Later, Alexander expanded on that experiment theorizing that the rat’s behavior was more about the environment than the drugs. He built “rat park” giving the rats a community where they could play, socialize, and mate. He also gave them the same two options of water or opioids as were given in the earlier research.

He found that while occasionally the rats chose the drug-filled bottle, they weren’t obsessive about it. More often, they chose the water. In fact, he also introduced drug-addicted rats to the environment and found that they chose to detox themselves over time.

These experiments led Alexander to believe that “the biggest problem with the powerful, ubiquitous psychoactive drugs is that they are so effective. In immediate and powerful ways, they change how we feel, think, relate, and behave. Or transport us away from loneliness and isolation.

His work gave addiction experts a better understanding of the role that community plays in addiction recovery. Having a support group to help manage stress in recovery fulfills a human’s instinct to belong to a group.

Community for Shame Reduction

It also provides an outlet that aids in shame reduction. When in a support group with people who are going through the same problems, the alcoholic or addict has the opportunity to hear other people’s experiences, and it gives them the space to tell their own stories free from judgment by people who don’t under the shame that comes with addiction or past trauma.

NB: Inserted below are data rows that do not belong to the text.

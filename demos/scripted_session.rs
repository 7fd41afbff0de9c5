//! Runs an offset session against an in-memory document with scripted picks.
//!
//! ```text
//! cargo run --example scripted_session
//! RUST_LOG=gridoffset=debug cargo run --example scripted_session
//! ```

use std::collections::VecDeque;
use std::f64::consts::PI;

use gridoffset::error::InteractionError;
use gridoffset::geometry::{Arc, LineSegment, SourceCurve};
use gridoffset::interaction::{
    ConfirmationInput, ConfirmationSurface, GridDocument, GridId, GridStore, OffsetSession, Proposal,
    Selection, SelectionFilter,
};
use gridoffset::math::Point3;
use gridoffset::units::LengthUnit;
use gridoffset::{OffsetSettings, Result};

struct Script {
    picks: VecDeque<(GridId, Point3)>,
    point: Option<Point3>,
}

impl Selection<GridId> for Script {
    fn pick_grid(&mut self, _filter: &dyn SelectionFilter) -> Result<Option<GridId>> {
        Ok(self.picks.pop_front().map(|(id, point)| {
            self.point = Some(point);
            id
        }))
    }

    fn pick_point(&mut self) -> Result<Point3> {
        self.point.take().ok_or_else(|| InteractionError::Cancelled.into())
    }
}

/// Accepts every proposal, typing a round distance for arcs.
struct AcceptAll;

impl ConfirmationSurface for AcceptAll {
    fn confirm(&mut self, proposal: &Proposal) -> Result<Option<ConfirmationInput>> {
        println!(
            "confirm {} grid {:?} at {} {:?}",
            proposal.kind, proposal.name, proposal.distance, proposal.unit
        );
        let distance = if proposal.kind == "arc" {
            "2400".to_owned()
        } else {
            proposal.distance.clone()
        };
        Ok(Some(ConfirmationInput {
            name: proposal.name.clone(),
            distance,
        }))
    }
}

fn main() -> Result<()> {
    let env_filter = tracing_subscriber::EnvFilter::from_default_env()
        .add_directive(tracing_subscriber::filter::LevelFilter::WARN.into())
        .add_directive("gridoffset=info".parse().unwrap_or_default());
    tracing_subscriber::fmt().with_env_filter(env_filter).init();

    let settings = OffsetSettings::with_unit(LengthUnit::Millimeters);
    let mut doc = GridDocument::new(settings.grid_category.clone());
    let a = doc.add_grid(
        "A",
        LineSegment::new(Point3::origin(), Point3::new(0.0, 12_000.0, 0.0))?,
    );
    let r = doc.add_grid("1", Arc::from_angles(Point3::origin(), 9_000.0, 0.0, PI / 3.0)?);

    let mut selection = Script {
        picks: VecDeque::from([
            (a, Point3::new(3_600.0, 500.0, 0.0)),
            (r, Point3::new(8_000.0, 3_000.0, 0.0)),
            (r, Point3::origin()),
        ]),
        point: None,
    };
    let mut reporter = |message: &str| eprintln!("offset failed: {message}");

    let report = OffsetSession::new(settings).run(&mut doc, &mut selection, &mut AcceptAll, &mut reporter);

    for id in &report.created {
        let grid = doc.grid(*id)?;
        match &grid.curve {
            SourceCurve::Line(line) => println!("{}: line {} -> {}", grid.name, line.start(), line.end()),
            SourceCurve::Arc(arc) => println!(
                "{}: arc r={} [{:.3}, {:.3}]",
                grid.name,
                arc.radius(),
                arc.start_angle(),
                arc.end_angle()
            ),
        }
    }
    println!(
        "{} created, {} cancelled, {} failed",
        report.created.len(),
        report.cancelled,
        report.failures.len()
    );
    Ok(())
}
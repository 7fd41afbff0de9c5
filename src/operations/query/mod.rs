mod closest_point;

pub use closest_point::{distance_point_to_curve, ClosestPointOnCurve, ClosestPointResult};
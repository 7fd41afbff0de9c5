mod confirm;
mod document;
mod host;
mod session;

pub use confirm::{propose, NameDistanceOverride};
pub use document::{GridDocument, GridId};
pub use host::{
    ConfirmationInput, ConfirmationSurface, ElementInfo, GridCategoryFilter, GridRecord, GridStore,
    Proposal, Reporter, Selection, SelectionFilter,
};
pub use session::{AttemptOutcome, OffsetSession, SessionReport};
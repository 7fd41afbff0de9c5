use crate::error::{InteractionError, Result};

/// Length units used by host documents and confirmation surfaces.
#[derive(Debug, Clone, Copy, PartialEq, Eq)]
pub enum LengthUnit {
    Feet,
    Inches,
    Meters,
    Centimeters,
    Millimeters,
}

impl LengthUnit {
    /// Length of one unit in meters.
    #[must_use]
    pub fn meters(self) -> f64 {
        match self {
            Self::Feet => 0.3048,
            Self::Inches => 0.0254,
            Self::Meters => 1.0,
            Self::Centimeters => 0.01,
            Self::Millimeters => 0.001,
        }
    }

    /// Converts `value` expressed in `self` into `target` units.
    #[must_use]
    pub fn convert(self, value: f64, target: Self) -> f64 {
        if self == target {
            value
        } else {
            value * self.meters() / target.meters()
        }
    }
}

/// Formats a length for display with at most `precision` decimals and no
/// trailing zeros.
#[must_use]
pub fn format_length(value: f64, precision: usize) -> String {
    let text = format!("{value:.precision$}");
    if text.contains('.') {
        let trimmed = text.trim_end_matches('0').trim_end_matches('.');
        if trimmed == "-0" {
            "0".to_owned()
        } else {
            trimmed.to_owned()
        }
    } else {
        text
    }
}

/// Parses a user-typed length.
///
/// # Errors
///
/// Returns `InteractionError::InvalidOverride` if the text is not a finite
/// number.
pub fn parse_length(text: &str) -> Result<f64> {
    match text.trim().parse::<f64>() {
        Ok(value) if value.is_finite() => Ok(value),
        _ => Err(InteractionError::InvalidOverride(text.to_owned()).into()),
    }
}
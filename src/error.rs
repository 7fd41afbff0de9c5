use thiserror::Error;

/// Top-level error type for grid offset operations.
#[derive(Debug, Error)]
pub enum GridOffsetError {
    #[error(transparent)]
    Geometry(#[from] GeometryError),

    #[error(transparent)]
    Interaction(#[from] InteractionError),

    #[error(transparent)]
    Host(#[from] HostError),
}

impl GridOffsetError {
    /// Returns `true` if the user backed out rather than something failing.
    #[must_use]
    pub fn is_cancelled(&self) -> bool {
        matches!(
            self,
            Self::Interaction(InteractionError::Cancelled | InteractionError::NoConfirmation)
        )
    }
}

/// Errors related to geometric computations.
#[derive(Debug, Error)]
pub enum GeometryError {
    #[error("degenerate geometry: {0}")]
    Degenerate(String),

    #[error("zero-length vector")]
    ZeroVector,

    #[error("arc endpoint lies {distance} from the center, expected radius {radius}")]
    NotCircular { radius: f64, distance: f64 },
}

/// Errors raised by the interactive layer.
#[derive(Debug, Error)]
pub enum InteractionError {
    #[error("operation cancelled by the user")]
    Cancelled,

    #[error("invalid distance override: {0:?}")]
    InvalidOverride(String),

    #[error("offset was not confirmed")]
    NoConfirmation,
}

/// Errors reported by the host document.
#[derive(Debug, Error)]
pub enum HostError {
    #[error("grid not found: {0}")]
    GridNotFound(String),

    #[error("host rejected the request: {0}")]
    Rejected(String),
}

/// Convenience type alias for results using [`GridOffsetError`].
pub type Result<T> = std::result::Result<T, GridOffsetError>;
use crate::error::{InteractionError, Result};
use crate::geometry::curve::LineSegment;
use crate::geometry::orientation::CanonicalOrientation;
use crate::math::{cross_z, distance_point_to_line, plan_normal, Point3, Vector3, TOLERANCE};

/// Offsets a straight grid toward a reference point.
#[derive(Debug)]
pub struct LineGridOffset<'a> {
    line: &'a LineSegment,
    reference: Point3,
}

/// Computed parameters of a straight grid offset.
#[derive(Debug, Clone, PartialEq)]
pub struct LineOffset {
    source: LineSegment,
    orientation: CanonicalOrientation,
    distance: f64,
    direction: Vector3,
}

impl<'a> LineGridOffset<'a> {
    /// Creates a new line offset operation.
    #[must_use]
    pub fn new(line: &'a LineSegment, reference: Point3) -> Self {
        Self { line, reference }
    }

    /// Executes the offset.
    ///
    /// The distance is the perpendicular distance from the reference point
    /// to the line. The translation vector is the plan normal of the
    /// canonical direction scaled by that distance, flipped so that it
    /// points to the reference point's side.
    ///
    /// # Errors
    ///
    /// Returns `GeometryError::Degenerate` if the line has zero length.
    pub fn execute(&self) -> Result<LineOffset> {
        let orientation = CanonicalOrientation::of_line(self.line);
        self.execute_with(orientation)
    }

    pub(crate) fn execute_with(&self, orientation: CanonicalOrientation) -> Result<LineOffset> {
        let CanonicalOrientation { start, end } = orientation;
        let distance = distance_point_to_line(&self.reference, &start, &end)?;

        let chord = end - start;
        let mut direction = plan_normal(&chord)? * distance;
        if cross_z(&(self.reference - start), &chord) < 0.0 {
            direction = -direction;
        }

        tracing::debug!(distance, ?direction, "computed line grid offset");

        Ok(LineOffset {
            source: self.line.clone(),
            orientation,
            distance,
            direction,
        })
    }
}

impl LineOffset {
    /// Returns the offset distance (non-negative).
    #[must_use]
    pub fn distance(&self) -> f64 {
        self.distance
    }

    /// Returns the signed translation applied to the source line.
    #[must_use]
    pub fn direction(&self) -> &Vector3 {
        &self.direction
    }

    /// Returns the canonical orientation used for the sign decision.
    #[must_use]
    pub fn orientation(&self) -> &CanonicalOrientation {
        &self.orientation
    }

    /// Returns the source line.
    #[must_use]
    pub fn source(&self) -> &LineSegment {
        &self.source
    }

    /// Returns a copy with the distance replaced, keeping the offset side.
    ///
    /// When the computed distance was zero the side is undefined and the
    /// plan normal of the canonical direction is used.
    ///
    /// # Errors
    ///
    /// Returns `InteractionError::InvalidOverride` if `distance` is negative
    /// or not finite.
    pub fn with_distance(&self, distance: f64) -> Result<Self> {
        check_override(distance)?;
        let len = self.direction.norm();
        let unit = if len < TOLERANCE {
            plan_normal(&(self.orientation.end - self.orientation.start))?
        } else {
            self.direction / len
        };
        Ok(Self {
            distance,
            direction: unit * distance,
            ..self.clone()
        })
    }

    /// Builds the offset grid line by translating the source.
    #[must_use]
    pub fn to_line(&self) -> LineSegment {
        self.source.translated(&self.direction)
    }
}

pub(super) fn check_override(distance: f64) -> Result<()> {
    if !distance.is_finite() || distance < 0.0 {
        return Err(InteractionError::InvalidOverride(distance.to_string()).into());
    }
    Ok(())
}

#[cfg(test)]
#[allow(clippy::unwrap_used)]
mod tests {
    use super::*;
    use approx::assert_relative_eq;

    fn horizontal() -> LineSegment {
        LineSegment::new(Point3::origin(), Point3::new(10.0, 0.0, 0.0)).unwrap()
    }

    #[test]
    fn reference_above_offsets_up() {
        let line = horizontal();
        let offset = LineGridOffset::new(&line, Point3::new(5.0, 3.0, 0.0))
            .execute()
            .unwrap();
        assert_relative_eq!(offset.distance(), 3.0, epsilon = 1e-12);
        assert_relative_eq!(*offset.direction(), Vector3::new(0.0, 3.0, 0.0), epsilon = 1e-12);
    }

    #[test]
    fn reference_below_offsets_down() {
        let line = horizontal();
        let offset = LineGridOffset::new(&line, Point3::new(5.0, -3.0, 0.0))
            .execute()
            .unwrap();
        assert_relative_eq!(offset.distance(), 3.0, epsilon = 1e-12);
        assert_relative_eq!(*offset.direction(), Vector3::new(0.0, -3.0, 0.0), epsilon = 1e-12);
    }

    #[test]
    fn authoring_order_does_not_matter() {
        let forward = horizontal();
        let backward = LineSegment::new(Point3::new(10.0, 0.0, 0.0), Point3::origin()).unwrap();
        let p = Point3::new(2.0, -4.0, 0.0);
        let a = LineGridOffset::new(&forward, p).execute().unwrap();
        let b = LineGridOffset::new(&backward, p).execute().unwrap();
        assert_relative_eq!(*a.direction(), *b.direction(), epsilon = 1e-12);
    }

    #[test]
    fn vertical_line_offsets_to_reference_side() {
        let line = LineSegment::new(Point3::new(0.0, 10.0, 0.0), Point3::origin()).unwrap();
        let right = LineGridOffset::new(&line, Point3::new(2.0, 5.0, 0.0)).execute().unwrap();
        let left = LineGridOffset::new(&line, Point3::new(-2.0, 5.0, 0.0)).execute().unwrap();
        assert!(right.direction().x > 0.0);
        assert!(left.direction().x < 0.0);
    }

    #[test]
    fn oblique_offset_lands_on_reference() {
        let line = LineSegment::new(Point3::new(0.0, 0.0, 0.0), Point3::new(4.0, 4.0, 0.0)).unwrap();
        let p = Point3::new(0.0, 4.0, 0.0);
        let offset = LineGridOffset::new(&line, p).execute().unwrap();
        let moved = offset.to_line();
        let d = distance_point_to_line(&p, moved.start(), moved.end()).unwrap();
        assert!(d < 1e-9, "d={d}");
    }

    #[test]
    fn translated_line_keeps_length() {
        let line = LineSegment::new(Point3::new(-3.0, 1.0, 0.0), Point3::new(7.0, 6.5, 0.0)).unwrap();
        let offset = LineGridOffset::new(&line, Point3::new(1.0, 9.0, 0.0)).execute().unwrap();
        assert_relative_eq!(offset.to_line().length(), line.length(), epsilon = 1e-12);
    }

    #[test]
    fn reference_on_line_gives_zero() {
        let line = horizontal();
        let offset = LineGridOffset::new(&line, Point3::new(4.0, 0.0, 0.0)).execute().unwrap();
        assert!(offset.distance().abs() < 1e-12);
        assert!(offset.direction().norm() < 1e-12);
    }

    #[test]
    fn override_keeps_side() {
        let line = horizontal();
        let offset = LineGridOffset::new(&line, Point3::new(5.0, -3.0, 0.0))
            .execute()
            .unwrap()
            .with_distance(8.0)
            .unwrap();
        assert_relative_eq!(offset.distance(), 8.0);
        assert_relative_eq!(*offset.direction(), Vector3::new(0.0, -8.0, 0.0), epsilon = 1e-12);
    }

    #[test]
    fn override_from_zero_uses_normal() {
        let line = horizontal();
        let offset = LineGridOffset::new(&line, Point3::new(5.0, 0.0, 0.0))
            .execute()
            .unwrap()
            .with_distance(2.0)
            .unwrap();
        assert_relative_eq!(offset.direction().norm(), 2.0, epsilon = 1e-12);
    }

    #[test]
    fn negative_override_is_rejected() {
        let line = horizontal();
        let offset = LineGridOffset::new(&line, Point3::new(5.0, 1.0, 0.0)).execute().unwrap();
        assert!(offset.with_distance(-1.0).is_err());
        assert!(offset.with_distance(f64::INFINITY).is_err());
    }
}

Not all stories are about shame, however. Some of them are about success in recovery giving other members of the support group hope and inspiration for their own futures. People who have had years of recovery become role models that show what can be achieved after addiction and how to achieve it. As the addict goes through their own transformation, they too begin to adopt the mentor role helping others new to recovery, giving added purpose to their own lives and increasing their own self-esteem.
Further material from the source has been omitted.